Peccato d’indecisione? Non direi, anzi, se c’è un merito da esaltare in quest’album è proprio la sostanziale fluidità con cui dipana i propri contrasti, la sensazione di omogeneità che affiora anche in sequenze di brani assai diversi fra di loro, tanto che non sembra affatto discontinuo l’alternarsi dei riff granitici di "Let’s Roll" e delle cadenze ovattate della title-track alla deflagrazione della spiritata "Goin’ Home", nove minuti di puro trademark Crazy Horse (presenti infatti al gran completo) per una riflessione mistica sul destino del generale Custer. E chi si stupisce se dopo una simile cavalcata elettrica sbuca un lentaccio da antologia come "When I Hold You In My Arms", purissimo distillato di quel sound - appiccicoso, soulful e irresistibile - che la Stax portò a livelli di assoluta eccellenza trent’anni fa? Varrebbe la pena spendere gli stessi aggettivi per i disimpegnati miagolii di "Be With You", non fosse che anche qui l’entusiasmo per un brano contagioso nella sua immediatezza e nella sua semplicità viene subito disinnescato dalla tormentata "Two Old Friends": il protagonista che, dopo aver "imparato ad avere fiducia / imparato a donare", sembrava essersi lasciato alle spalle la solitudine ora chiede "Sogno di un tempo in cui amore e musica saranno dappertutto / Lo vedi arrivare?", per sentirsi rispondere "No figliolo, quel tempo se n’è andato".

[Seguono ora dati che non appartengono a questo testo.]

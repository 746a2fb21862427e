//! Tick callback that fans tick results out to subscribers.
//!
//! Each completed tick is published on a `tokio::sync::broadcast` channel as
//! a shared [`TickResult`]. A transport layer subscribes to forward results
//! to clients; the engine itself subscribes an event logger. Milestone
//! events (deaths, evolutions, knockouts) are also logged directly from the
//! tick loop.

use std::sync::Arc;

use tokio::sync::broadcast;
use tracing::{debug, info};

use frontier_core::TickCallback;
use frontier_types::{GameEvent, TickResult};
use frontier_world::WorldState;

/// Callback that bridges the tick loop to broadcast subscribers.
pub struct BroadcastCallback {
    tx: broadcast::Sender<Arc<TickResult>>,
}

impl BroadcastCallback {
    /// Create a callback with room for `capacity` unread results per
    /// subscriber. Slow subscribers skip ahead rather than stall the loop.
    pub fn new(capacity: usize) -> Self {
        let (tx, _rx) = broadcast::channel(capacity.max(1));
        Self { tx }
    }

    /// Subscribe to future tick results.
    pub fn subscribe(&self) -> broadcast::Receiver<Arc<TickResult>> {
        self.tx.subscribe()
    }
}

impl TickCallback for BroadcastCallback {
    fn on_tick(&mut self, result: &TickResult, world: &WorldState) {
        for event in &result.events {
            log_milestone(result.tick, event);
        }

        // `send` only fails when nobody is subscribed.
        let receivers = self.tx.send(Arc::new(result.clone())).unwrap_or(0);
        debug!(
            tick = result.tick,
            receivers,
            actors = world.actors.len(),
            monsters = world.monsters.len(),
            "tick broadcast sent"
        );
    }
}

fn log_milestone(tick: u64, event: &GameEvent) {
    match event {
        GameEvent::Death {
            victim,
            killer,
            permanent,
            ..
        } => info!(tick, ?victim, ?killer, permanent, "death"),
        GameEvent::Evolved { actor, stage } => info!(tick, actor = %actor, stage, "evolved"),
        GameEvent::BehemothKnockedOut { behemoth } => {
            info!(tick, behemoth = %behemoth, "behemoth knocked out");
        }
        GameEvent::AllianceCreated { .. } | GameEvent::AllianceDisbanded { .. } => {
            info!(tick, ?event, "alliance change");
        }
        _ => {}
    }
}

/// Drain a subscription, logging a one-line digest per tick at debug level.
///
/// Returns when the callback (and with it the sender) is dropped.
pub async fn log_subscriber(mut rx: broadcast::Receiver<Arc<TickResult>>) {
    loop {
        match rx.recv().await {
            Ok(result) => debug!(
                tick = result.tick,
                accepted = result.accepted.len(),
                rejected = result.rejected.len(),
                events = result.events.len(),
                changes = result.changes.len(),
                chat = result.chat.len(),
                "tick digest"
            ),
            Err(broadcast::error::RecvError::Lagged(skipped)) => {
                debug!(skipped, "tick subscriber lagged");
            }
            Err(broadcast::error::RecvError::Closed) => break,
        }
    }
}

#[cfg(test)]
#[allow(clippy::unwrap_used)]
mod tests {
    use frontier_world::WorldSettings;

    use super::*;

    fn result(tick: u64) -> TickResult {
        TickResult {
            tick,
            ..TickResult::default()
        }
    }

    #[test]
    fn subscribers_receive_each_tick() {
        let world = WorldState::new(1, WorldSettings::default()).unwrap();
        let mut callback = BroadcastCallback::new(8);
        let mut rx = callback.subscribe();

        callback.on_tick(&result(1), &world);
        callback.on_tick(&result(2), &world);

        assert_eq!(rx.try_recv().unwrap().tick, 1);
        assert_eq!(rx.try_recv().unwrap().tick, 2);
        assert!(rx.try_recv().is_err());
    }

    #[test]
    fn publishing_without_subscribers_is_fine() {
        let world = WorldState::new(1, WorldSettings::default()).unwrap();
        let mut callback = BroadcastCallback::new(1);
        callback.on_tick(&result(1), &world);
        let mut rx = callback.subscribe();
        callback.on_tick(&result(2), &world);
        assert_eq!(rx.try_recv().unwrap().tick, 2);
    }

    #[tokio::test]
    async fn log_subscriber_stops_when_sender_drops() {
        let callback = BroadcastCallback::new(4);
        let rx = callback.subscribe();
        drop(callback);
        log_subscriber(rx).await;
    }
}
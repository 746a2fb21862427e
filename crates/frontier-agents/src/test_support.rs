//! Shared fixtures for unit tests in this crate.

#![allow(clippy::unwrap_used)]

use std::collections::BTreeMap;

use frontier_types::{
    Actor, ActorId, ActorStatus, Behemoth, BehemothId, BehemothStatus, Equipment, Position, Role,
};
use frontier_world::{WorldSettings, WorldState, starting_stats};

/// A living, connected actor at `pos` with an empty inventory.
pub fn make_actor(role: Role, pos: Position) -> Actor {
    Actor {
        id: ActorId::new(),
        name: String::from("test"),
        role,
        position: pos,
        destination: None,
        status: ActorStatus::Idle,
        stats: starting_stats(role),
        gold: 0,
        inventory: BTreeMap::new(),
        equipment: Equipment::default(),
        alliance: None,
        kills: 0,
        eats: 0,
        evolution_stage: 0,
        cooldown_until: 0,
        respawn_tick: None,
        connected: true,
        eaten: false,
    }
}

/// An empty default-sized world advanced to tick 1.
pub fn make_world() -> WorldState {
    let mut world = WorldState::new(42, WorldSettings::default()).unwrap();
    world.begin_tick().unwrap();
    world
}

/// Register a fresh actor at `(x, y)` and return its id.
pub fn put_actor(world: &mut WorldState, role: Role, x: f64, y: f64) -> ActorId {
    let actor = make_actor(role, Position::new(x, y));
    let id = actor.id;
    world.add_actor(actor).unwrap();
    id
}

/// Register a roaming behemoth at `(x, y)` with a two-point route.
pub fn put_behemoth(world: &mut WorldState, x: f64, y: f64) -> BehemothId {
    let id = BehemothId::new();
    world
        .add_behemoth(Behemoth {
            id,
            position: Position::new(x, y),
            status: BehemothStatus::Roaming,
            health: 200,
            max_health: 200,
            ore: 20,
            max_ore: 50,
            fed: 0,
            patrol_route: vec![Position::new(x, y), Position::new(x + 100.0, y)],
            waypoint_index: 1,
            status_until: None,
        })
        .unwrap();
    id
}
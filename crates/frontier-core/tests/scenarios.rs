//! End-to-end tick pipeline scenarios.
#![allow(clippy::unwrap_used)]

use serde_json::{Value, json};

use frontier_agents::{NpcConfig, RulesConfig};
use frontier_core::{Simulation, run_tick};
use frontier_types::{
    ActorId, ActorStatus, EntityRef, GameEvent, Item, Position, RawCommand, RejectionReason,
    ResourceId, ResourceKind, ResourceNode, ResourceState, Role, TickResult, TradeStatus,
};
use frontier_world::{WorldSettings, WorldState};

struct Harness {
    sim: Simulation,
}

impl Harness {
    fn new(npc: NpcConfig) -> Self {
        let world = WorldState::new(11, WorldSettings::default()).unwrap();
        Self {
            sim: Simulation::new(world, RulesConfig::default(), npc, 5),
        }
    }

    fn quiet() -> Self {
        Self::new(NpcConfig {
            danger_zones: Vec::new(),
            ..NpcConfig::default()
        })
    }

    fn spawn(&mut self, role: Role) -> ActorId {
        self.sim.world.spawn_actor(format!("{role:?}"), role)
    }

    fn submit(&mut self, actor: ActorId, kind: &str, params: Value) {
        let tick = self.sim.world.tick();
        self.sim.queue.enqueue(
            actor,
            RawCommand {
                kind: String::from(kind),
                params,
                submitted_tick: tick,
            },
            tick,
        );
    }

    fn step(&mut self) -> TickResult {
        run_tick(&mut self.sim).unwrap()
    }

    fn run(&mut self, ticks: u64) -> Vec<TickResult> {
        (0..ticks).map(|_| self.step()).collect()
    }

    fn plant_tree(&mut self, x: f64, y: f64) -> ResourceId {
        let id = ResourceId::new();
        self.sim
            .world
            .add_resource(ResourceNode {
                id,
                kind: ResourceKind::Tree,
                position: Position::new(x, y),
                remaining: 5,
                capacity: 5,
                state: ResourceState::Available,
                growth_complete_tick: None,
            })
            .unwrap();
        id
    }
}

#[test]
fn move_reaches_destination_in_five_ticks() {
    let mut h = Harness::quiet();
    let id = h.spawn(Role::Woodcutter);
    h.sim
        .world
        .move_actor(id, Position::new(100.0, 100.0))
        .unwrap();
    h.submit(id, "move", json!({"x": 120.0, "y": 100.0}));

    h.run(4);
    assert_eq!(h.sim.world.actors[&id].status, ActorStatus::Moving);

    h.step();
    let actor = &h.sim.world.actors[&id];
    assert!((actor.position.x - 120.0).abs() < f64::EPSILON);
    assert!((actor.position.y - 100.0).abs() < f64::EPSILON);
    assert_eq!(actor.status, ActorStatus::Idle);
    assert_eq!(actor.destination, None);
}

#[test]
fn tree_yields_five_logs_over_fifteen_ticks() {
    let mut h = Harness::quiet();
    let id = h.spawn(Role::Woodcutter);
    let tree = ResourceNode {
        id: ResourceId::new(),
        kind: ResourceKind::Tree,
        position: Position::new(1010.0, 1000.0),
        remaining: 5,
        capacity: 5,
        state: ResourceState::Available,
        growth_complete_tick: None,
    };
    let tree_id = tree.id;
    h.sim.world.add_resource(tree).unwrap();
    h.submit(id, "gather", json!({"resource_id": tree_id.to_string()}));

    h.run(14);
    assert_eq!(h.sim.world.actors[&id].item_count(Item::Log), 4);

    h.step();
    assert_eq!(h.sim.world.actors[&id].item_count(Item::Log), 5);
    let node = &h.sim.world.resources[&tree_id];
    assert_eq!(node.remaining, 0);
    assert_eq!(node.state, ResourceState::Depleted);
    assert!(!h.sim.world.gather_jobs.contains_key(&id));
}

#[test]
fn gather_race_loser_keeps_its_old_job() {
    let mut h = Harness::quiet();
    let a = h.spawn(Role::Woodcutter);
    let b = h.spawn(Role::Woodcutter);
    let own_a = h.plant_tree(1010.0, 1000.0);
    let own_b = h.plant_tree(990.0, 1000.0);
    let contested = h.plant_tree(1000.0, 1010.0);
    h.submit(a, "gather", json!({"resource_id": own_a.to_string()}));
    h.submit(b, "gather", json!({"resource_id": own_b.to_string()}));
    let first = h.step();
    assert_eq!(first.accepted.len(), 2);

    h.submit(a, "gather", json!({"resource_id": contested.to_string()}));
    h.submit(b, "gather", json!({"resource_id": contested.to_string()}));
    let result = h.step();

    assert_eq!(result.accepted.len(), 1);
    assert_eq!(result.rejected.len(), 1);
    let lost = result.rejected.first().unwrap();
    assert_eq!(lost.rejection.reason, RejectionReason::TargetVanished);
    let (winner, loser, loser_tree) = if lost.actor == a {
        (b, a, own_a)
    } else {
        (a, b, own_b)
    };

    let world = &h.sim.world;
    assert_eq!(world.gather_jobs[&winner].resource, contested);
    assert_eq!(world.gather_jobs[&loser].resource, loser_tree);
    assert_eq!(world.resources[&loser_tree].state, ResourceState::BeingGathered);
    assert_eq!(world.resources[&contested].state, ResourceState::BeingGathered);
    assert_eq!(world.actors[&loser].status, ActorStatus::Gathering);
}

#[test]
fn trade_expires_after_window() {
    let mut h = Harness::quiet();
    let a = h.spawn(Role::Woodcutter);
    let b = h.spawn(Role::Miner);
    h.sim
        .world
        .actors
        .get_mut(&a)
        .unwrap()
        .inventory
        .insert(Item::Log, 2);
    h.submit(
        a,
        "trade_propose",
        json!({
            "target_id": b.to_string(),
            "offer_items": [{"item": "log", "quantity": 2}],
            "request_gold": 3
        }),
    );

    let first = h.step();
    assert_eq!(first.tick, 1);
    let trade_id = first
        .events
        .iter()
        .find_map(|e| match e {
            GameEvent::TradeProposed { trade, .. } => Some(*trade),
            _ => None,
        })
        .unwrap();

    h.run(29);
    assert_eq!(h.sim.world.tick(), 30);
    assert_eq!(h.sim.world.trades[&trade_id].status, TradeStatus::Pending);

    let expiry = h.step();
    assert_eq!(h.sim.world.trades[&trade_id].status, TradeStatus::Expired);
    assert!(
        expiry
            .events
            .iter()
            .any(|e| matches!(e, GameEvent::TradeExpired { trade } if *trade == trade_id))
    );
    // Offered logs were never taken.
    assert_eq!(h.sim.world.actors[&a].item_count(Item::Log), 2);

    h.step();
    assert!(!h.sim.world.trades.contains_key(&trade_id));
}

#[test]
fn accepted_trade_swaps_exactly_the_committed_goods() {
    let mut h = Harness::quiet();
    let a = h.spawn(Role::Woodcutter);
    let b = h.spawn(Role::Miner);
    h.sim.world.actors.get_mut(&a).unwrap().inventory.insert(Item::Log, 3);
    h.sim.world.actors.get_mut(&b).unwrap().gold = 10;
    h.submit(
        a,
        "trade_propose",
        json!({
            "target_id": b.to_string(),
            "offer_items": [{"item": "log", "quantity": 2}],
            "request_gold": 4
        }),
    );
    let trade_id = h
        .step()
        .events
        .iter()
        .find_map(|e| match e {
            GameEvent::TradeProposed { trade, .. } => Some(*trade),
            _ => None,
        })
        .unwrap();

    h.submit(
        b,
        "trade_respond",
        json!({"trade_id": trade_id.to_string(), "accept": true}),
    );
    let result = h.step();
    assert!(
        result
            .events
            .iter()
            .any(|e| matches!(e, GameEvent::TradeAccepted { .. }))
    );

    let (pa, pb) = (&h.sim.world.actors[&a], &h.sim.world.actors[&b]);
    assert_eq!(pa.item_count(Item::Log), 1);
    assert_eq!(pb.item_count(Item::Log), 2);
    assert_eq!(pa.gold, 4);
    assert_eq!(pb.gold, 6);
    assert!(!h.sim.world.trades.contains_key(&trade_id));
}

#[test]
fn insufficient_craft_changes_nothing() {
    let mut h = Harness::quiet();
    let id = h.spawn(Role::Woodcutter);
    h.sim.world.actors.get_mut(&id).unwrap().inventory.insert(Item::Log, 1);
    h.submit(id, "craft", json!({"recipe_id": "plank"}));

    let result = h.step();
    assert_eq!(result.rejected.len(), 1);
    assert_eq!(h.sim.world.actors[&id].item_count(Item::Log), 1);
    assert!(h.sim.world.crafting_jobs.is_empty());
}

#[test]
fn monster_evolves_once_on_third_kill_and_stays_dead_forever() {
    let mut h = Harness::quiet();
    let monster = h.spawn(Role::Monster);
    let victim = h.spawn(Role::Woodcutter);
    h.sim.world.actors.get_mut(&monster).unwrap().kills = 2;
    h.sim.world.actors.get_mut(&victim).unwrap().stats.health = 5;

    h.submit(
        monster,
        "attack",
        json!({"target": {"actor": victim.to_string()}}),
    );
    let results = h.run(3);

    let evolutions = results
        .iter()
        .flat_map(|r| r.events.iter())
        .filter(|e| matches!(e, GameEvent::Evolved { actor, .. } if *actor == monster))
        .count();
    assert_eq!(evolutions, 1);

    let m = &h.sim.world.actors[&monster];
    assert_eq!(m.kills, 3);
    assert_eq!(m.evolution_stage, 1);
    assert_eq!(m.stats.health, m.stats.max_health);
    assert!(m.stats.max_health > m.stats.base_max_health);
    assert_eq!(h.sim.world.actors[&victim].status, ActorStatus::Dead);

    // A miner now kills the evolved monster; it never comes back.
    let miner = h.spawn(Role::Miner);
    h.sim.world.actors.get_mut(&monster).unwrap().stats.health = 1;
    h.submit(
        miner,
        "attack",
        json!({"target": {"actor": monster.to_string()}}),
    );
    h.run(60);

    let m = &h.sim.world.actors[&monster];
    assert_eq!(m.status, ActorStatus::Dead);
    assert_eq!(m.respawn_tick, None);
    assert_eq!(m.evolution_stage, 1);
    assert!(
        !h.sim
            .world
            .entities_near(m.position, 1.0)
            .contains(&EntityRef::Actor(monster))
    );
    // The woodcutter respawned long ago.
    assert_ne!(h.sim.world.actors[&victim].status, ActorStatus::Dead);
}

#[test]
fn long_run_keeps_world_invariants() {
    let mut h = Harness::new(NpcConfig::default());
    let ids: Vec<ActorId> = [Role::Woodcutter, Role::Miner, Role::Miner]
        .into_iter()
        .map(|role| h.spawn(role))
        .collect();
    for (n, id) in ids.iter().enumerate() {
        let x = if n % 2 == 0 { 1999.0 } else { 0.0 };
        h.submit(*id, "move", json!({"x": x, "y": 1999.0}));
    }

    let size = h.sim.world.world_size();
    for _ in 0..200 {
        h.step();
        for a in h.sim.world.actors.values() {
            assert!(a.position.in_bounds(size), "{a:?} out of bounds");
        }
        for m in h.sim.world.monsters.values() {
            assert!(m.position.in_bounds(size), "{m:?} out of bounds");
        }
        for r in h.sim.world.resources.values() {
            assert!(r.remaining <= r.capacity);
        }
        let attackers: Vec<_> = h
            .sim
            .world
            .combat_pairs
            .values()
            .filter(|p| p.active)
            .map(|p| p.attacker)
            .collect();
        let mut unique = attackers.clone();
        unique.sort();
        unique.dedup();
        assert_eq!(attackers.len(), unique.len());
    }
    assert!(!h.sim.world.monsters.is_empty());
}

Avrà anche apposto il suo placet a un tour americano con i "vecchi amici" (four invece che two, senza dimenticare l’accorata "Buffalo Springfield again" di due anni orsono), ma davvero non c’è musicista che come il grizzly abbia coscientemente (e coerentemente!) fatto a pezzi, nel corso del tempo, l’utopia e le speranze degli anni ’60. Perché le domande non sono cambiate e i cuori, per quanto "vecchi", "scuri" e "doloranti", continuano a soffrire per l’odio tutt’intorno. Per essere il poco dignitoso congedo di una gloria in disarmo, come Are You Passionate? è stato spesso definito, è raro trovarsi di fronte a un disco così ossessivo nell’interrogarsi sulla natura e le radici di del dolore, della sofferenza, del male. Secondo alcuni, neanche l’uomo di "Ohio" e "Southern Man" dovesse ancora sbilanciarsi in una requisitoria pro o contro Bush Jr., la stessa "Let’s roll", dedicata a Todd Beamer, l’uomo che guidò la resistenza contro i dirottatori dell’aereo 93 (poi schiantatosi in Pennsylvania), risentirebbe di eccessive ambiguità. A parte il fatto che il grizzly sul terreno accidentato dell’ambiguità si è sempre mosso volentieri, e talvolta - va ammesso - con la grazia dell’elefante nel negozio di cristalli, non capisco quali ambiguità si possano attribuire a un testo che recita "Muoviamoci per la Giustizia / Muoviamoci per la Verità / Muoviamoci affinché i nostri ragazzi / Non vivano una giovinezza di paure".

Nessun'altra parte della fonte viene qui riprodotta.